Lockdown alcohol sales fall by 6% in Scotland
New research led by Public Health Scotland and involving Professor Jim Lewsey and Public Health colleague Professor Daniel Mackay shows that alcohol sales in Scotland fell by 6% in 2020 as a result of COVID lockdown restrictions.
The study found that the spread of COVID-19 and corresponding lockdown measures reduced alcohol sales and people’s ability to socialise, leading to lower-than-expected consumption based on pre-COVID-19 figures. However, average weekly alcohol sales during the period studied, which stood at 17.5 units per adult in Scotland, still remained in excess of the UK Chief Medical Officers’ guideline of 14 units per week.
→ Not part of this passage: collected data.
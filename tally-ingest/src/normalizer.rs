//! Record normalizer: heterogeneous bank rows → canonical transactions.
//!
//! Every field is resolved through an ordered list of header aliases, so the
//! same code handles `Date,Description,Amount` exports as well as
//! `Transaction Date,Narration,Debit,Credit` ones. Rows that cannot produce a
//! valid date, description and non-negligible amount are rejected whole.

use chrono::NaiveDate;
use regex::Regex;
use std::sync::OnceLock;
use tracing::{debug, info};

use tally_core::{MIN_AMOUNT, Transaction, categorize_transaction};

use crate::error::Rejection;
use crate::types::{
    AMOUNT_HEADERS, CREDIT_HEADER, DATE_HEADERS, DEBIT_HEADER, DESCRIPTION_HEADERS, Normalized,
    RawRow,
};

const DATE_FORMATS: &[&str] = &[
    "%Y-%m-%d", // 2024-01-15
    "%Y/%m/%d", // 2024/01/15
    "%d/%m/%Y", // 15/01/2024
    "%d-%m-%Y", // 15-01-2024
    "%d %b %Y", // 15 Jan 2024
    "%d %B %Y", // 15 January 2024
];

fn amount_re() -> &'static Regex {
    static RE: OnceLock<Regex> = OnceLock::new();
    RE.get_or_init(|| {
        Regex::new(r"^(?P<sign>[-+])?(?:ZAR|R)?(?P<num>\d+(?:\.\d+)?|\.\d+)$")
            .expect("invalid amount regex")
    })
}

fn decimal_comma_re() -> &'static Regex {
    static RE: OnceLock<Regex> = OnceLock::new();
    RE.get_or_init(|| Regex::new(r"^[^,]*\d,\d{1,2}$").expect("invalid decimal comma regex"))
}

/// Normalize one row, or say why it was rejected.
pub fn normalize(row: &RawRow) -> Result<Transaction, Rejection> {
    let date_raw = first_present(row, DATE_HEADERS).ok_or(Rejection::MissingDate)?;
    let date = parse_date(date_raw).ok_or_else(|| Rejection::InvalidDate(date_raw.to_string()))?;

    let description =
        first_present(row, DESCRIPTION_HEADERS).ok_or(Rejection::EmptyDescription)?;

    let amount = resolve_amount(row)?;
    if amount.abs() < MIN_AMOUNT {
        return Err(Rejection::NegligibleAmount(amount));
    }

    let category = categorize_transaction(description, amount);
    Ok(Transaction::new(date, description, amount, category))
}

/// Normalize a batch, dropping rejected rows.
pub fn normalize_rows(rows: &[RawRow]) -> Normalized {
    let mut out = Normalized::default();

    for (i, row) in rows.iter().enumerate() {
        match normalize(row) {
            Ok(txn) => out.transactions.push(txn),
            Err(reason) => {
                debug!("Skipping row {}: {}", i + 1, reason);
                out.rejected += 1;
            }
        }
    }

    info!(
        "Normalized {} of {} rows ({} rejected)",
        out.transactions.len(),
        rows.len(),
        out.rejected
    );
    out
}

/// First alias whose value is non-empty after trimming.
fn first_present<'a>(row: &'a RawRow, aliases: &[&str]) -> Option<&'a str> {
    aliases
        .iter()
        .filter_map(|h| row.get(*h))
        .map(|v| v.trim())
        .find(|v| !v.is_empty())
}

fn non_empty<'a>(row: &'a RawRow, header: &str) -> Option<&'a str> {
    row.get(header).map(|v| v.trim()).filter(|v| !v.is_empty())
}

/// Amount resolution order:
/// 1. `Amount`/`amount` parsed as a signed number
/// 2. both `Debit` and `Credit` columns present → `Credit - Debit`, where an
///    empty or unparseable side counts as zero
/// 3. a lone `Debit` or `Credit` value parsed as a signed number
fn resolve_amount(row: &RawRow) -> Result<f64, Rejection> {
    if let Some(raw) = first_present(row, AMOUNT_HEADERS) {
        return parse_amount(raw).ok_or_else(|| Rejection::InvalidAmount(raw.to_string()));
    }

    let debit = non_empty(row, DEBIT_HEADER);
    let credit = non_empty(row, CREDIT_HEADER);
    let has_both_columns = row.contains_key(DEBIT_HEADER) && row.contains_key(CREDIT_HEADER);

    if has_both_columns && (debit.is_some() || credit.is_some()) {
        let side = |v: Option<&str>| v.and_then(parse_amount).unwrap_or(0.0);
        return Ok(side(credit) - side(debit));
    }

    match debit.or(credit) {
        Some(raw) => parse_amount(raw).ok_or_else(|| Rejection::InvalidAmount(raw.to_string())),
        None => Err(Rejection::MissingAmount),
    }
}

/// Parse a bank-formatted amount.
///
/// Accepts an optional `R`/`ZAR` marker, spaces and thousands commas,
/// accounting parentheses for negatives, and a decimal comma when there is
/// no dot. Returns None for anything else.
pub fn parse_amount(raw: &str) -> Option<f64> {
    let mut s: String = raw
        .chars()
        .filter(|c| !c.is_whitespace())
        .collect::<String>()
        .to_uppercase();

    let mut negate = false;
    if s.len() > 2 && s.starts_with('(') && s.ends_with(')') {
        s = s[1..s.len() - 1].to_string();
        negate = true;
    }

    // "1.234,56": dot-grouped with a decimal comma
    if let (Some(comma), Some(dot)) = (s.rfind(','), s.rfind('.')) {
        if comma > dot {
            return None;
        }
    }

    if s.contains(',') {
        if !s.contains('.') && decimal_comma_re().is_match(&s) && s.matches(',').count() == 1 {
            s = s.replace(',', ".");
        } else {
            s = s.replace(',', "");
        }
    }

    let caps = amount_re().captures(&s)?;
    let value: f64 = caps["num"].parse().ok()?;
    if !value.is_finite() {
        return None;
    }

    let signed = match caps.name("sign").map(|m| m.as_str()) {
        Some("-") => -value,
        _ => value,
    };
    Some(if negate { -signed } else { signed })
}

/// Parse the date formats South African bank exports use.
/// A trailing time component (ISO `T` or space separated) is ignored.
pub fn parse_date(raw: &str) -> Option<NaiveDate> {
    let s = raw.trim();
    if s.is_empty() {
        return None;
    }

    if let Some(d) = parse_date_only(s) {
        return Some(d);
    }

    // "2024-01-15T10:30:00" / "2024-01-15 10:30"
    let head = s.split(['T', ' ']).next()?;
    if head != s {
        return parse_date_only(head);
    }
    None
}

fn parse_date_only(s: &str) -> Option<NaiveDate> {
    // YYYYMMDD, handled by hand since %Y is greedy
    if s.len() == 8 && s.bytes().all(|b| b.is_ascii_digit()) {
        let year: i32 = s[0..4].parse().ok()?;
        let month: u32 = s[4..6].parse().ok()?;
        let day: u32 = s[6..8].parse().ok()?;
        return NaiveDate::from_ymd_opt(year, month, day);
    }

    DATE_FORMATS
        .iter()
        .find_map(|fmt| NaiveDate::parse_from_str(s, fmt).ok())
}

#[cfg(test)]
mod tests {
    use super::*;
    use tally_core::{Category, TxnType};

    fn row(fields: &[(&str, &str)]) -> RawRow {
        fields
            .iter()
            .map(|(k, v)| (k.to_string(), v.to_string()))
            .collect()
    }

    fn ymd(y: i32, m: u32, d: u32) -> NaiveDate {
        NaiveDate::from_ymd_opt(y, m, d).unwrap()
    }

    #[test]
    fn test_normalizes_template_row() {
        let r = row(&[
            ("Date", "2024-01-15"),
            ("Description", "  Pick n Pay Groceries "),
            ("Amount", "-450.00"),
            ("Category", "Groceries"),
        ]);
        let txn = normalize(&r).unwrap();
        assert_eq!(txn.date, ymd(2024, 1, 15));
        assert_eq!(txn.description, "Pick n Pay Groceries");
        assert_eq!(txn.amount, -450.0);
        assert_eq!(txn.txn_type, TxnType::Debit);
        assert_eq!(txn.category, Category::FoodAndGroceries);
    }

    #[test]
    fn test_salary_credit_is_income() {
        let r = row(&[("Date", "2024-01-15"), ("Description", "Salary"), ("Amount", "28000.00")]);
        let txn = normalize(&r).unwrap();
        assert_eq!(txn.category, Category::Income);
        assert_eq!(txn.txn_type, TxnType::Credit);
    }

    #[test]
    fn test_header_aliases() {
        let r = row(&[
            ("Transaction Date", "15/01/2024"),
            ("Narration", "Shell Petrol"),
            ("amount", "-850"),
        ]);
        let txn = normalize(&r).unwrap();
        assert_eq!(txn.date, ymd(2024, 1, 15));
        assert_eq!(txn.category, Category::Transportation);

        let r = row(&[("Post Date", "2024-02-01"), ("Memo", "Netflix"), ("Amount", "-199")]);
        assert_eq!(normalize(&r).unwrap().category, Category::Entertainment);

        let r = row(&[("Posting Date", "2024-02-01"), ("Reference", "Eskom"), ("Amount", "-900")]);
        assert_eq!(normalize(&r).unwrap().category, Category::UtilitiesAndServices);
    }

    #[test]
    fn test_empty_alias_falls_through_to_next() {
        let r = row(&[
            ("Date", ""),
            ("Transaction Date", "2024-03-01"),
            ("Description", "   "),
            ("Reference", "Clicks"),
            ("Amount", "-50"),
        ]);
        let txn = normalize(&r).unwrap();
        assert_eq!(txn.date, ymd(2024, 3, 1));
        assert_eq!(txn.description, "Clicks");
    }

    #[test]
    fn test_rejects_unparseable_amount() {
        let r = row(&[("Date", "2024-01-15"), ("Description", "Mystery"), ("Amount", "abc")]);
        assert_eq!(normalize(&r), Err(Rejection::InvalidAmount("abc".into())));
    }

    #[test]
    fn test_debit_credit_columns() {
        let r = row(&[("Date", "2024-01-15"), ("Description", "ATM"), ("Debit", "100"), ("Credit", "0")]);
        assert_eq!(normalize(&r).unwrap().amount, -100.0);

        let r = row(&[("Date", "2024-01-15"), ("Description", "Refund"), ("Debit", ""), ("Credit", "250.50")]);
        assert_eq!(normalize(&r).unwrap().amount, 250.5);

        let r = row(&[("Date", "2024-01-15"), ("Description", "Fee"), ("Debit", "35"), ("Credit", "n/a")]);
        assert_eq!(normalize(&r).unwrap().amount, -35.0);
    }

    #[test]
    fn test_lone_debit_or_credit_parsed_as_signed() {
        let r = row(&[("Date", "2024-01-15"), ("Description", "Bank charges"), ("Debit", "-12.50")]);
        assert_eq!(normalize(&r).unwrap().amount, -12.5);

        let r = row(&[("Date", "2024-01-15"), ("Description", "Interest"), ("Credit", "4.10")]);
        assert_eq!(normalize(&r).unwrap().amount, 4.1);
    }

    #[test]
    fn test_amount_column_wins_over_debit_credit() {
        let r = row(&[
            ("Date", "2024-01-15"),
            ("Description", "Spar"),
            ("Amount", "-75"),
            ("Debit", "999"),
            ("Credit", "0"),
        ]);
        assert_eq!(normalize(&r).unwrap().amount, -75.0);
    }

    #[test]
    fn test_rejections() {
        let missing_date = row(&[("Description", "Spar"), ("Amount", "-5")]);
        assert_eq!(normalize(&missing_date), Err(Rejection::MissingDate));

        let bad_date = row(&[("Date", "2024-13-45"), ("Description", "Spar"), ("Amount", "-5")]);
        assert_eq!(normalize(&bad_date), Err(Rejection::InvalidDate("2024-13-45".into())));

        let no_desc = row(&[("Date", "2024-01-15"), ("Description", ""), ("Amount", "-5")]);
        assert_eq!(normalize(&no_desc), Err(Rejection::EmptyDescription));

        let no_amount = row(&[("Date", "2024-01-15"), ("Description", "Spar")]);
        assert_eq!(normalize(&no_amount), Err(Rejection::MissingAmount));

        let zero = row(&[("Date", "2024-01-15"), ("Description", "Spar"), ("Amount", "0.00")]);
        assert_eq!(normalize(&zero), Err(Rejection::NegligibleAmount(0.0)));
    }

    #[test]
    fn test_threshold_boundary() {
        let keep = row(&[("Date", "2024-01-15"), ("Description", "Spar"), ("Amount", "0.01")]);
        assert_eq!(normalize(&keep).unwrap().amount, 0.01);

        let drop = row(&[("Date", "2024-01-15"), ("Description", "Spar"), ("Amount", "0.009")]);
        assert!(matches!(normalize(&drop), Err(Rejection::NegligibleAmount(_))));

        let drop_neg = row(&[("Date", "2024-01-15"), ("Description", "Spar"), ("Amount", "-0.009")]);
        assert!(normalize(&drop_neg).is_err());
    }

    #[test]
    fn test_normalize_rows_counts_rejections() {
        let rows = vec![
            row(&[("Date", "2024-01-15"), ("Description", "Pick n Pay"), ("Amount", "-450")]),
            row(&[("Date", "2024-01-15"), ("Description", "Mystery"), ("Amount", "abc")]),
            row(&[("Date", "not a date"), ("Description", "Spar"), ("Amount", "-1")]),
        ];
        let out = normalize_rows(&rows);
        assert_eq!(out.transactions.len(), 1);
        assert_eq!(out.rejected, 2);
    }

    #[test]
    fn test_parse_amount_formats() {
        assert_eq!(parse_amount("-450.00"), Some(-450.0));
        assert_eq!(parse_amount("+12"), Some(12.0));
        assert_eq!(parse_amount("R 1,234.50"), Some(1234.5));
        assert_eq!(parse_amount("-R1 234.50"), Some(-1234.5));
        assert_eq!(parse_amount("ZAR 99.95"), Some(99.95));
        assert_eq!(parse_amount("(450.00)"), Some(-450.0));
        assert_eq!(parse_amount("450,75"), Some(450.75));
        assert_eq!(parse_amount("1,234"), Some(1234.0));
        assert_eq!(parse_amount(".5"), Some(0.5));
        assert_eq!(parse_amount("abc"), None);
        assert_eq!(parse_amount("NaN"), None);
        assert_eq!(parse_amount(""), None);
        assert_eq!(parse_amount("12-3"), None);
    }

    #[test]
    fn test_dot_grouped_decimal_comma_is_rejected() {
        assert_eq!(parse_amount("1.234,56"), None);
        assert_eq!(parse_amount("R 1.234,56"), None);
        // dot after the last comma is still an ordinary grouped amount
        assert_eq!(parse_amount("1,234.56"), Some(1234.56));

        let r = row(&[("Date", "2024-01-15"), ("Description", "Spar"), ("Amount", "-1.234,56")]);
        assert_eq!(normalize(&r), Err(Rejection::InvalidAmount("-1.234,56".into())));
    }

    #[test]
    fn test_parse_date_formats() {
        let want = ymd(2024, 1, 15);
        assert_eq!(parse_date("2024-01-15"), Some(want));
        assert_eq!(parse_date("2024/01/15"), Some(want));
        assert_eq!(parse_date("15/01/2024"), Some(want));
        assert_eq!(parse_date("15-01-2024"), Some(want));
        assert_eq!(parse_date("20240115"), Some(want));
        assert_eq!(parse_date("15 Jan 2024"), Some(want));
        assert_eq!(parse_date("15 January 2024"), Some(want));
        assert_eq!(parse_date("2024-01-15T10:30:00"), Some(want));
        assert_eq!(parse_date("2024-01-15 10:30"), Some(want));
        assert_eq!(parse_date("31/02/2024"), None);
        assert_eq!(parse_date("Invalid Date"), None);
        assert_eq!(parse_date(""), None);
    }
}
Beer contributed the most to the fall in alcohol sales per adult (23% decrease in Scotland) given the popularity of the beverage which already accounts for one third of all alcohol sales in Scotland, England and Wales. However, per-adult sales of wine increased by 4% in Scotland and 8% in England and Wales. Only sales of spirits remained constant throughout this period.
Daniel Mackay said:
"These results show that after taking into account underlying trends, seasonal patterns and factors such as household income and other drink types, alcohol sales in Scotland fell by 6% as a result of Covid lockdown restrictions."
The study, titled "The impact of COVID-19 and related restrictions on population-level alcohol sales in Scotland and England & Wales, March–July 2020", concluded: "Improved understanding of how the COVID-19 restrictions have affected consumption across different population sub-groups is now needed, given the evidence that drinking at hazardous levels may have increased for some."